## Description of the task:
Every line of the records below from the line with "Every length from" up to and including the line with "let end_grain = constraint.end_align().grain()" must be reproduced exactly, and no line outside that range.

## Data to examine:

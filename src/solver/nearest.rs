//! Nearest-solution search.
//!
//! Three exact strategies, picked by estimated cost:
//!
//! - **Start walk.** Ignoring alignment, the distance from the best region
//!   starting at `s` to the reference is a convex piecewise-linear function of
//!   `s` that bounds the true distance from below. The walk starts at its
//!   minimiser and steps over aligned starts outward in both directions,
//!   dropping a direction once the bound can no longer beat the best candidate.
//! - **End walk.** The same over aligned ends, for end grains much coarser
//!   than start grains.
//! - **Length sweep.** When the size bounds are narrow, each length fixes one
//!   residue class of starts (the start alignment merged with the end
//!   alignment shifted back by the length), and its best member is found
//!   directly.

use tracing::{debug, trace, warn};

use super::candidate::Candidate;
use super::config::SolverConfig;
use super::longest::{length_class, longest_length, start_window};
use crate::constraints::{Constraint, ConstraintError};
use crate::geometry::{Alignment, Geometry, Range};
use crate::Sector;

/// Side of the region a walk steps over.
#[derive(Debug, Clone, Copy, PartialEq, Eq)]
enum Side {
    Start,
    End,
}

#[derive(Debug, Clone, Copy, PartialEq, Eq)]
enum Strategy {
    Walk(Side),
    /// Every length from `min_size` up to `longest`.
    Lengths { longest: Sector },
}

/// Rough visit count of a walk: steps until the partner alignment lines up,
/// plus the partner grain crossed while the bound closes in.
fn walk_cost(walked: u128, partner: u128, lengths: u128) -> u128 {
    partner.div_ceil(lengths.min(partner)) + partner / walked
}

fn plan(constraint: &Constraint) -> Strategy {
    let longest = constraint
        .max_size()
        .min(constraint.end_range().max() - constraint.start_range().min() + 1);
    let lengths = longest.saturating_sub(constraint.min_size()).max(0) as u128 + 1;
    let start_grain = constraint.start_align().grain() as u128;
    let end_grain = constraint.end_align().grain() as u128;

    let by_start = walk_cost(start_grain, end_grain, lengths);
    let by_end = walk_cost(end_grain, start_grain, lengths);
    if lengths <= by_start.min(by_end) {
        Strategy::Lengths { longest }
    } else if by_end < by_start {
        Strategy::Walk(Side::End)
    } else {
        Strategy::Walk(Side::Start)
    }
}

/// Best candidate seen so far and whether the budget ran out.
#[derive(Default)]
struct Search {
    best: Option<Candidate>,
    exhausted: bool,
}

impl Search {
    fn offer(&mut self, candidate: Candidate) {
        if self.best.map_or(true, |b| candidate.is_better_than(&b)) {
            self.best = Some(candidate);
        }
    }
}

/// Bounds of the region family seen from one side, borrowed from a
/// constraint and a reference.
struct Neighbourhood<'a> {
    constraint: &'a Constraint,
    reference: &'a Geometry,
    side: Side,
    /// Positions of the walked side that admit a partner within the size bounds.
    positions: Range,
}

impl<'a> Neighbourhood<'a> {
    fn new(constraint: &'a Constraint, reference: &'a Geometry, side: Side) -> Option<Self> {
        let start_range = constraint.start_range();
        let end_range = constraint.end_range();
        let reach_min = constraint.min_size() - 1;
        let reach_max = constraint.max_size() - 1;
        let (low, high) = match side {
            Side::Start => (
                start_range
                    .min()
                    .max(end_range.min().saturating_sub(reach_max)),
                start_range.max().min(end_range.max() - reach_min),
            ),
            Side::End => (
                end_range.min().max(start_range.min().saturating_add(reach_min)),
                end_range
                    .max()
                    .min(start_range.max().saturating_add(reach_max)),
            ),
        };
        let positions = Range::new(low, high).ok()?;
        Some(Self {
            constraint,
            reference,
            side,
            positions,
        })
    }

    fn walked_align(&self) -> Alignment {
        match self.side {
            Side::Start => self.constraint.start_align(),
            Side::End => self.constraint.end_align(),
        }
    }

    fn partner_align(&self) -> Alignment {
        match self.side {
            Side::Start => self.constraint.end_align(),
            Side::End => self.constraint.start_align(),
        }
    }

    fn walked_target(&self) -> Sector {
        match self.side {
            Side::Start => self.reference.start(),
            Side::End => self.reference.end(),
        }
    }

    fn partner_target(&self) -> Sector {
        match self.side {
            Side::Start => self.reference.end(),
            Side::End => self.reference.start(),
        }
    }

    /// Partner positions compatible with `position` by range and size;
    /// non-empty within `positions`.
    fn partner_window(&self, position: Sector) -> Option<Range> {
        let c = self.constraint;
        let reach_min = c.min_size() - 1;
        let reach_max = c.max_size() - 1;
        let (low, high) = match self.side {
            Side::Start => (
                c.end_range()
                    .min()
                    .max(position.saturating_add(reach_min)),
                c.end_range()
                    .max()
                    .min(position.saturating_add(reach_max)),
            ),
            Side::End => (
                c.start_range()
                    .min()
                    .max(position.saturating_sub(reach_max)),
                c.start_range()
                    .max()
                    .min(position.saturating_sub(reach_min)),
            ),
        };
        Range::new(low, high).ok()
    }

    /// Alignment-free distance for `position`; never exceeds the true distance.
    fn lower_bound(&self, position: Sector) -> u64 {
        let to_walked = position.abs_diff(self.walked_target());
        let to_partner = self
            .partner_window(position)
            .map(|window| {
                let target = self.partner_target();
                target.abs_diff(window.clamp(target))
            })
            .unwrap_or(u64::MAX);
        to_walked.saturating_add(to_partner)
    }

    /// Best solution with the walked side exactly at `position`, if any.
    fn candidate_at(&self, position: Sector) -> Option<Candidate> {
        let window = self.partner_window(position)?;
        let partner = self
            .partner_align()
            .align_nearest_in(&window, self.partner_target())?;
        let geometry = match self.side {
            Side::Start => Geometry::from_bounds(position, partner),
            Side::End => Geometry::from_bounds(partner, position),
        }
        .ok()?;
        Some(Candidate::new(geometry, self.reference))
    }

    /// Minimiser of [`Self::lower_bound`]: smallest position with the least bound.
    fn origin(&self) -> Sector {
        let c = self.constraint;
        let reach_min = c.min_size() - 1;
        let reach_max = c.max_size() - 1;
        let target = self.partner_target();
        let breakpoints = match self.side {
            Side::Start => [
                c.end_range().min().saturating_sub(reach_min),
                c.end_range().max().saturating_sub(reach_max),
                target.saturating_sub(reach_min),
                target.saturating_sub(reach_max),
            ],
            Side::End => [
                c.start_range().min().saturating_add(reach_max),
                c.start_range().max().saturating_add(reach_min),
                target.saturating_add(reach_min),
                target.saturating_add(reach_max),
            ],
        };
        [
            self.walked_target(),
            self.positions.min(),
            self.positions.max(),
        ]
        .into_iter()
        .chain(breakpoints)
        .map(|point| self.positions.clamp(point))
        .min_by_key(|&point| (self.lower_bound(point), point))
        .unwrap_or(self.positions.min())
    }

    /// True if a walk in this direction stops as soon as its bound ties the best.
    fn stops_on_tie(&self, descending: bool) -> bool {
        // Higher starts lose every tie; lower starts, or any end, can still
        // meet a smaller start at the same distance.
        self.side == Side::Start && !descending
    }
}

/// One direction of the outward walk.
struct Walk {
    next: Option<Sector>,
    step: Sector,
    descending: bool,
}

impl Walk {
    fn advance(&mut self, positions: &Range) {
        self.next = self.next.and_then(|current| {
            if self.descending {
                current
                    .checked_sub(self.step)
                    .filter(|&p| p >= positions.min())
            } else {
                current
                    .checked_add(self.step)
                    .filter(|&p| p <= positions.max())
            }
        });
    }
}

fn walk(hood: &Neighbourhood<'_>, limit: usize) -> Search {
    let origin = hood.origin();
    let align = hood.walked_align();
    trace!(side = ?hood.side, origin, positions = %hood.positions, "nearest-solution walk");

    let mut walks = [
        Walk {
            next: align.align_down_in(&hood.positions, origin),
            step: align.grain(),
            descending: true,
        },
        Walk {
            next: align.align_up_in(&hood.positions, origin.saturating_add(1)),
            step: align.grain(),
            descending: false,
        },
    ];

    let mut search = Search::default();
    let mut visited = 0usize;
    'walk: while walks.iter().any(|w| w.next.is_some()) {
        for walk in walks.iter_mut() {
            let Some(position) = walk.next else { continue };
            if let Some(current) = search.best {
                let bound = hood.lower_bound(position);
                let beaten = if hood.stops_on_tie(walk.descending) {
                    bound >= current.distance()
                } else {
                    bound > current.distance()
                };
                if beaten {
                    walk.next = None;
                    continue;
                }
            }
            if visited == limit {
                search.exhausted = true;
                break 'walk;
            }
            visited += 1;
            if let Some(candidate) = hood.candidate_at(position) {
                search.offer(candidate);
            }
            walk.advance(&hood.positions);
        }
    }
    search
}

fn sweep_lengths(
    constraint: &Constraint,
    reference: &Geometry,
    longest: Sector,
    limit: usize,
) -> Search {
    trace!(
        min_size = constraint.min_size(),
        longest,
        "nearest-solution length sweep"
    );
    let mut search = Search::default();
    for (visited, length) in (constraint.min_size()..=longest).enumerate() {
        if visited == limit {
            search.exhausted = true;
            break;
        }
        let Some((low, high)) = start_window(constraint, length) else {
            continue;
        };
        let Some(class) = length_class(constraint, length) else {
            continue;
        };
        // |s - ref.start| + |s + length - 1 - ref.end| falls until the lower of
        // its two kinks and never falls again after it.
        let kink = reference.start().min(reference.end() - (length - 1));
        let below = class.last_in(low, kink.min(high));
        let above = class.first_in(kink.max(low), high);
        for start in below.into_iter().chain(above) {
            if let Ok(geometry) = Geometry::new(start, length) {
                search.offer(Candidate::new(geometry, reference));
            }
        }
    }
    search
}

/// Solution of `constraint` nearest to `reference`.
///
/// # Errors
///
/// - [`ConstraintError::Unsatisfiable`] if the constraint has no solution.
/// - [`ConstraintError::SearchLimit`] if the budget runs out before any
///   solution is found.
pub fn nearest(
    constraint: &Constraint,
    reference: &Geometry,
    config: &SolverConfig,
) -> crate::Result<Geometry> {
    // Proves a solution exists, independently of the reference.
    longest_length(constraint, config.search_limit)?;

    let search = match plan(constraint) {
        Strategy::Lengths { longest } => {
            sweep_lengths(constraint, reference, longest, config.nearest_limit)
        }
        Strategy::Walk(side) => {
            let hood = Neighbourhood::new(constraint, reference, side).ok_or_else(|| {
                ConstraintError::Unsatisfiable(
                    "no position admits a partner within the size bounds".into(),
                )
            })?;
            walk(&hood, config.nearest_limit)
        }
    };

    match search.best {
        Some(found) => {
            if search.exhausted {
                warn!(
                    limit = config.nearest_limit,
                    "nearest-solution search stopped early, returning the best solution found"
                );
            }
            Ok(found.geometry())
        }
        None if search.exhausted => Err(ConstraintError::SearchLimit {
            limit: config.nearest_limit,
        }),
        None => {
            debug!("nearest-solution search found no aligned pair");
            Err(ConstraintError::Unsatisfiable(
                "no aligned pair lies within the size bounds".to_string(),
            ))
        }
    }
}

## Result of the task:
    /// Every length from `min_size` up to `longest`.
    Lengths { longest: Sector },
}

/// Rough visit count of a walk: steps until the partner alignment lines up,
/// plus the partner grain crossed while the bound closes in.
fn walk_cost(walked: u128, partner: u128, lengths: u128) -> u128 {
    partner.div_ceil(lengths.min(partner)) + partner / walked
}

fn plan(constraint: &Constraint) -> Strategy {
    let longest = constraint
        .max_size()
        .min(constraint.end_range().max() - constraint.start_range().min() + 1);
    let lengths = longest.saturating_sub(constraint.min_size()).max(0) as u128 + 1;
    let start_grain = constraint.start_align().grain() as u128;
    let end_grain = constraint.end_align().grain() as u128;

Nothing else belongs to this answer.